[Records excerpted from a collection]
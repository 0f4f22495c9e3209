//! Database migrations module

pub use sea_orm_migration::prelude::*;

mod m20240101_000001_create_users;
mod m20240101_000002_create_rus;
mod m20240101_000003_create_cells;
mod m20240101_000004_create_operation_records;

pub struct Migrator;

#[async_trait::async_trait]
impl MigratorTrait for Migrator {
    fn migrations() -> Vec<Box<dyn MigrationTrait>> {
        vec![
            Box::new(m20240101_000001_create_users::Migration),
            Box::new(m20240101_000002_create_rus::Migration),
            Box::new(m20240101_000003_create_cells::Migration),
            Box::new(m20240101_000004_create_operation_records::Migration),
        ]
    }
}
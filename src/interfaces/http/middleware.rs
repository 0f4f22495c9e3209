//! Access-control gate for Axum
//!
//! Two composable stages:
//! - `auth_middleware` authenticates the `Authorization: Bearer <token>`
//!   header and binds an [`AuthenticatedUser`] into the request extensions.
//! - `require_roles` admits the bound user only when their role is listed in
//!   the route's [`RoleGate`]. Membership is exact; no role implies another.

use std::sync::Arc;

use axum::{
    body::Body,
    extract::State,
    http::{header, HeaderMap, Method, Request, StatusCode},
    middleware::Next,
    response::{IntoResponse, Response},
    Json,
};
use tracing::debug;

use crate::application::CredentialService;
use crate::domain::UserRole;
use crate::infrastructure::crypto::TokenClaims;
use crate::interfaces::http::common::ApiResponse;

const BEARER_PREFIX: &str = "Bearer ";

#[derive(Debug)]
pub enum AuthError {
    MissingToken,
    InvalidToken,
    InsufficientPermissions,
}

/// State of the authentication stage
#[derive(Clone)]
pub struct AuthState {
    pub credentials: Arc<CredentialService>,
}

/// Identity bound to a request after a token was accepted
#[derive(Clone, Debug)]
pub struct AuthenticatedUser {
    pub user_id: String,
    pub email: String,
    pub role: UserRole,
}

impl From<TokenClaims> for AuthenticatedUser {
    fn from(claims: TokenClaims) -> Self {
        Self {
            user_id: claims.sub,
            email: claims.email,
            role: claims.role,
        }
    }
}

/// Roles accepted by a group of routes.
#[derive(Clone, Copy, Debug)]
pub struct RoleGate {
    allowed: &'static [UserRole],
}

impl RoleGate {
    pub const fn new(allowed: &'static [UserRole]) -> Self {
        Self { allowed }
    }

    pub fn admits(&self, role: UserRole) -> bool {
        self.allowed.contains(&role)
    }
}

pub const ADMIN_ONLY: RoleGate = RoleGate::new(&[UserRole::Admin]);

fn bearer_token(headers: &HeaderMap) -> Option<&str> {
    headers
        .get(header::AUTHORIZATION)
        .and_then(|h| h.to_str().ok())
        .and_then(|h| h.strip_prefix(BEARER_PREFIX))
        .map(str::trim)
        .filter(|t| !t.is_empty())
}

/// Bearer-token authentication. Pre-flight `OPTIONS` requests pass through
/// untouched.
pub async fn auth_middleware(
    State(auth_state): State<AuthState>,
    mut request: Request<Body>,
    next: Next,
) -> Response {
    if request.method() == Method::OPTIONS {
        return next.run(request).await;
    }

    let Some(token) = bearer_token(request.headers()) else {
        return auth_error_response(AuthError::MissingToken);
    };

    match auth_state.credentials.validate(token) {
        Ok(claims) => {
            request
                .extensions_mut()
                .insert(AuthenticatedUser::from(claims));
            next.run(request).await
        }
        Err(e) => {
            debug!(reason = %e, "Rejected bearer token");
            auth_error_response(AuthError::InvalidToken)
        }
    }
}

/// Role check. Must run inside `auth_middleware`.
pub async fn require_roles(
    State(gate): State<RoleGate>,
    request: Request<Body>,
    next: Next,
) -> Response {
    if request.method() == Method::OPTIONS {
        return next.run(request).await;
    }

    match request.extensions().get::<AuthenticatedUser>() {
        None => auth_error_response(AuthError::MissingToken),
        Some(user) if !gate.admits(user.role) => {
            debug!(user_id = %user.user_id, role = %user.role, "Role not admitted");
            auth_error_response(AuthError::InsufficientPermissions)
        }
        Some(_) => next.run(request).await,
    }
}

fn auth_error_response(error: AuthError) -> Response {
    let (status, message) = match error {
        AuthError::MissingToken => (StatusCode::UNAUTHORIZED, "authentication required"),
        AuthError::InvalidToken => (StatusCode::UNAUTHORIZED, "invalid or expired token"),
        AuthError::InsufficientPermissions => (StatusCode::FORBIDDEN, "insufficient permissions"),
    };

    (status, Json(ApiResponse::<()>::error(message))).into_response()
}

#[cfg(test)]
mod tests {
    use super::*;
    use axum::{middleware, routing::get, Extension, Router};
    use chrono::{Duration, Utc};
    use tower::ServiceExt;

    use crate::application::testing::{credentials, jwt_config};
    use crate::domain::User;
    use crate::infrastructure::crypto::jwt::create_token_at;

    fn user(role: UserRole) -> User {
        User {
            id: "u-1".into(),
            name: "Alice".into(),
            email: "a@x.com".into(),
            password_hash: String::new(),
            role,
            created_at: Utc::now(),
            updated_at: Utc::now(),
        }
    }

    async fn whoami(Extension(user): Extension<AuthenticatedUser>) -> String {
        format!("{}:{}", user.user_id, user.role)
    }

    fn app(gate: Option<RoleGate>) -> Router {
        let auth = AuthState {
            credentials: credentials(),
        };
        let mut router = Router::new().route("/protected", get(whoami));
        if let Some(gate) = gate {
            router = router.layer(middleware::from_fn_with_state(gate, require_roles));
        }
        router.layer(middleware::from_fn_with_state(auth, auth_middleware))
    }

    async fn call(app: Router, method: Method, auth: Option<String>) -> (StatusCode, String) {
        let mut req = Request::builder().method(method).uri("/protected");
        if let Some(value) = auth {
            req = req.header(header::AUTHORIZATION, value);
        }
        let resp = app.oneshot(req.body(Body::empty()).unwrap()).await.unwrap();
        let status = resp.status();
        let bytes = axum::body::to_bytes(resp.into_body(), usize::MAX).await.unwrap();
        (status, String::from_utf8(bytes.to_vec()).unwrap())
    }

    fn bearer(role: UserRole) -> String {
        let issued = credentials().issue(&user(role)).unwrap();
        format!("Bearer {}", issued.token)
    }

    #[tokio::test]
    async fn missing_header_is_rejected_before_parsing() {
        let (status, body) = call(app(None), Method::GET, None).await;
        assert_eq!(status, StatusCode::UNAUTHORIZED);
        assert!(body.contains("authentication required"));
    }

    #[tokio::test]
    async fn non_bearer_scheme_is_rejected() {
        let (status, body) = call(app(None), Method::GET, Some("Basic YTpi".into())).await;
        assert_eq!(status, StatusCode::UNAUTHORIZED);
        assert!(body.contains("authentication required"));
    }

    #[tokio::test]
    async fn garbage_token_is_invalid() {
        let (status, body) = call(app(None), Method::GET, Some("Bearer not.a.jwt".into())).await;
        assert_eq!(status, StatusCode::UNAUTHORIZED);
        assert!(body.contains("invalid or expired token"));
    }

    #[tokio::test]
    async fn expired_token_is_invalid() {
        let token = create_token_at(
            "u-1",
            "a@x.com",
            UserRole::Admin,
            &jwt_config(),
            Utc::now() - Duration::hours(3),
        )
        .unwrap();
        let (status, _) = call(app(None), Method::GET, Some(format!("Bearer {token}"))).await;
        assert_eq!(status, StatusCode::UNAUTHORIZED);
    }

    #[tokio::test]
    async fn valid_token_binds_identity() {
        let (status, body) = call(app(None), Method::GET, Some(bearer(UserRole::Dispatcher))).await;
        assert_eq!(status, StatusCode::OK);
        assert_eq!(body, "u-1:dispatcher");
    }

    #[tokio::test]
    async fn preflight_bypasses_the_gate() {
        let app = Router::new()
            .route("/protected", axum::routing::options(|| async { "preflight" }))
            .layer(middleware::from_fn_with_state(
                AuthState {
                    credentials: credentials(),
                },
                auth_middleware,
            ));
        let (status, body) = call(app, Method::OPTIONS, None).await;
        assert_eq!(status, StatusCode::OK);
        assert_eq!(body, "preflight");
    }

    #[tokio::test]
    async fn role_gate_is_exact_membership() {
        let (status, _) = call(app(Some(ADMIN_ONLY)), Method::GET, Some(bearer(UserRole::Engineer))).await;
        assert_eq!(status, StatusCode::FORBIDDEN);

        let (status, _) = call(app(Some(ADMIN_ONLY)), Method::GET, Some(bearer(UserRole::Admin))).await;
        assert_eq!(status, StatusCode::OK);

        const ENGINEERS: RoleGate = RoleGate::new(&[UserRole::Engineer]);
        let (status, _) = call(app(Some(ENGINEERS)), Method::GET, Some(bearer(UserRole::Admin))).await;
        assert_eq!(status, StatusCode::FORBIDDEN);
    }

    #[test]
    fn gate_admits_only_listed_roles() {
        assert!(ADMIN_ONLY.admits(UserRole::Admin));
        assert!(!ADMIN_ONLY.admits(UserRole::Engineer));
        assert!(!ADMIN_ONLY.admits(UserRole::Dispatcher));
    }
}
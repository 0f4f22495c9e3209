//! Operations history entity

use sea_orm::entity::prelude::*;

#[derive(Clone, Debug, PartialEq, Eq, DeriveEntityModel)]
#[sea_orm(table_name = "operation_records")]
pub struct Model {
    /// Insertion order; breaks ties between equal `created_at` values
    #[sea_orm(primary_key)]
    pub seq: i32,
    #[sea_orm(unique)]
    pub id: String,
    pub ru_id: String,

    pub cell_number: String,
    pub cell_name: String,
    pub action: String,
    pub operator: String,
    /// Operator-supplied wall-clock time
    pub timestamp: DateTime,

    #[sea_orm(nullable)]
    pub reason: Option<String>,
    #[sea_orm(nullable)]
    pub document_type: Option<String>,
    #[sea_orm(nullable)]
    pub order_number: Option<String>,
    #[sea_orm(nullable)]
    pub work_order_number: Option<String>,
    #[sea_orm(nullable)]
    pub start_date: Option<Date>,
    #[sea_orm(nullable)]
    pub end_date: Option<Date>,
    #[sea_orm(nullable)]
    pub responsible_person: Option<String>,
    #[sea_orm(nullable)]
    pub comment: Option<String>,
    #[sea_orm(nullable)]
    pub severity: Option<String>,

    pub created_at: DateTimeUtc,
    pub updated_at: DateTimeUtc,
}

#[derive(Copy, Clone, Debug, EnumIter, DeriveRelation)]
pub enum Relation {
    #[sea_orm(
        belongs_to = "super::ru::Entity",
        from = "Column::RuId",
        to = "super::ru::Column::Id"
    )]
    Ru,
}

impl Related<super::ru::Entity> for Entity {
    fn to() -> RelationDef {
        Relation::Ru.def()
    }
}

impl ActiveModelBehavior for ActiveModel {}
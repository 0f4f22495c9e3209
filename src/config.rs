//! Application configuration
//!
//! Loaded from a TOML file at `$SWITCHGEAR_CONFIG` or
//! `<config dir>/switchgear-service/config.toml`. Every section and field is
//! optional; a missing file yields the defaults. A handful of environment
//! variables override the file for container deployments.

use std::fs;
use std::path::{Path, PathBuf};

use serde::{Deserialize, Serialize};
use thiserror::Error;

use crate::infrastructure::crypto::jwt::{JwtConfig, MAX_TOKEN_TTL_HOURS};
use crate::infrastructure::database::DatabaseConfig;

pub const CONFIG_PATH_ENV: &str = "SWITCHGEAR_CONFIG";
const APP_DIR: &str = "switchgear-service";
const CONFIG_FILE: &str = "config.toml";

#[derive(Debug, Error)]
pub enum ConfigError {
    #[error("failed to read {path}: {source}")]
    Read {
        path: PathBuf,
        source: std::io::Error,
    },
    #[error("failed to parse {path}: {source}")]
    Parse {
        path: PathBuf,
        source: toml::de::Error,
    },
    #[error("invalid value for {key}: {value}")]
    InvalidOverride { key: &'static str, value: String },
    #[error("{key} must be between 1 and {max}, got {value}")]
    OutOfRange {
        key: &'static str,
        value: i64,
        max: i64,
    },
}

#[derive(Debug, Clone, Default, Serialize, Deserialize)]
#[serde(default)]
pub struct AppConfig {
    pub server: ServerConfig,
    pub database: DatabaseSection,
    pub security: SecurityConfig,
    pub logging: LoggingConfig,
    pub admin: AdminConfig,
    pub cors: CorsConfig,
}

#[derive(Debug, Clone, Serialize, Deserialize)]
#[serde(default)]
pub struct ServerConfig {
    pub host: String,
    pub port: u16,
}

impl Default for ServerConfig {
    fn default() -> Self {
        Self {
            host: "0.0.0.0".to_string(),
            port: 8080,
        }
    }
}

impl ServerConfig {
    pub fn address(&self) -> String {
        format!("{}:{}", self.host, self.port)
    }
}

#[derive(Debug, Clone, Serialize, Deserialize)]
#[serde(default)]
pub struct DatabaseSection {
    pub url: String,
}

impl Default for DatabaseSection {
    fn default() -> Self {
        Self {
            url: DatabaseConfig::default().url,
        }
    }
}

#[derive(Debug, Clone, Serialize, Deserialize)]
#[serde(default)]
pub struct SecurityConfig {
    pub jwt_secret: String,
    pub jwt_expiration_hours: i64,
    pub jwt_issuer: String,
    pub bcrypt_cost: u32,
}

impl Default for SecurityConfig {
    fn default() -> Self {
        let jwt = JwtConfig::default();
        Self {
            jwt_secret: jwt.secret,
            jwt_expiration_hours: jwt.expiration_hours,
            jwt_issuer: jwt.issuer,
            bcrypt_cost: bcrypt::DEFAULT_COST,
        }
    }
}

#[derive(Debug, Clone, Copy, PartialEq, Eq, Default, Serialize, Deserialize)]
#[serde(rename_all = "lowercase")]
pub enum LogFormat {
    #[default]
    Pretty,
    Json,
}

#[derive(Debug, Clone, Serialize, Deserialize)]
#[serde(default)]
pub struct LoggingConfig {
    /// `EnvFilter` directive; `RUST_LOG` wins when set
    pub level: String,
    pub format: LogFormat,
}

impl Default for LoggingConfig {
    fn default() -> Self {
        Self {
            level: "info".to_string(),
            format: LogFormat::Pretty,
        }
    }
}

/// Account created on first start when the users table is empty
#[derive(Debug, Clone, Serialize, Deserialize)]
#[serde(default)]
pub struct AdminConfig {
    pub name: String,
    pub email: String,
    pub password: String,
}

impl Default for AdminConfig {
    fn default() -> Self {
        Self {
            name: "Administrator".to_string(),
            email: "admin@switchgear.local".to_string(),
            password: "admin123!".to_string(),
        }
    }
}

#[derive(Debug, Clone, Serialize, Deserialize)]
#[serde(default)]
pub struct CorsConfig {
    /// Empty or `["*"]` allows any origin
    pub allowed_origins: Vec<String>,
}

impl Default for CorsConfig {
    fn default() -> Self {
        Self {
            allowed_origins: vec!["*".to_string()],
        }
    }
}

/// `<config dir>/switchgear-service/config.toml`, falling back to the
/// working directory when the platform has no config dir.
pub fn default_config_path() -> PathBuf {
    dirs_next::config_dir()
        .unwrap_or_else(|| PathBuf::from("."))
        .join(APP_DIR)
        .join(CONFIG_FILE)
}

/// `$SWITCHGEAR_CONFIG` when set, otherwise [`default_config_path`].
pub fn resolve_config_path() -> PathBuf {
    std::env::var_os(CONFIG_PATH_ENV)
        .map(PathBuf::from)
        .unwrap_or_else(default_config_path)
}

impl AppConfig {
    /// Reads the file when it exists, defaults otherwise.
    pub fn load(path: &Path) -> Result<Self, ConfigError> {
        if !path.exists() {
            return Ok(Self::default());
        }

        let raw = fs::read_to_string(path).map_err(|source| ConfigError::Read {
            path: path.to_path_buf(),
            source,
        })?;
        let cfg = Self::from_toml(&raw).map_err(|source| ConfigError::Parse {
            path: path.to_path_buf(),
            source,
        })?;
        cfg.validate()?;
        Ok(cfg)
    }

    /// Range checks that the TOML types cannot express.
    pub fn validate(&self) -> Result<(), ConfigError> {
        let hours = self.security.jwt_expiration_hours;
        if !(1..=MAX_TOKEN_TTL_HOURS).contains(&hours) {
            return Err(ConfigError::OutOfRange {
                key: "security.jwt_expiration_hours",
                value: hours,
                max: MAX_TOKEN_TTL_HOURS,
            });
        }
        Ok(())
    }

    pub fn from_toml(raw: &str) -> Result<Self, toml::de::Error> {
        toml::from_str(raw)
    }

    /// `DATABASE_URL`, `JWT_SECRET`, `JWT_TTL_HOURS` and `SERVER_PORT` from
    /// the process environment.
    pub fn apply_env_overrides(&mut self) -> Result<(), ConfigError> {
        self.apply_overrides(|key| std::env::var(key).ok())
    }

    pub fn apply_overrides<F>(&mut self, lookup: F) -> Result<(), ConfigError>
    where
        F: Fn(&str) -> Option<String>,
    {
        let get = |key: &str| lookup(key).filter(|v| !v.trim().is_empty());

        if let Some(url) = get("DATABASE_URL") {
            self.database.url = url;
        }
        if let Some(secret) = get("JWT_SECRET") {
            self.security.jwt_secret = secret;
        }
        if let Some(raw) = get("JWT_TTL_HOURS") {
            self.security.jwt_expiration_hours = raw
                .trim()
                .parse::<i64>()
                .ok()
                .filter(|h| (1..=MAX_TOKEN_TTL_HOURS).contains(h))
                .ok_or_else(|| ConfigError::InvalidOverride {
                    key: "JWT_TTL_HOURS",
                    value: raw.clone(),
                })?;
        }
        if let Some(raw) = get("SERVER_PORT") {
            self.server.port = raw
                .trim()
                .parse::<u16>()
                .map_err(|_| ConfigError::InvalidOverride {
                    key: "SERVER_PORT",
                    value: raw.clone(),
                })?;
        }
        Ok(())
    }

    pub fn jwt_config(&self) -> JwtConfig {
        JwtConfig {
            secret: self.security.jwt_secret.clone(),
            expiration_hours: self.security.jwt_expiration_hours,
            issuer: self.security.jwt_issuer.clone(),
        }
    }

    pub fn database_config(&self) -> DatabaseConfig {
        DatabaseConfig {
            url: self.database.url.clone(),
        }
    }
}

WHAT YOU WILL DO = In the records above, locate each line with the word "issued". Copy all such lines.

REPLY TO THE TASK =
        let issued = credentials().issue(&user(role)).unwrap();
        format!("Bearer {}", issued.token)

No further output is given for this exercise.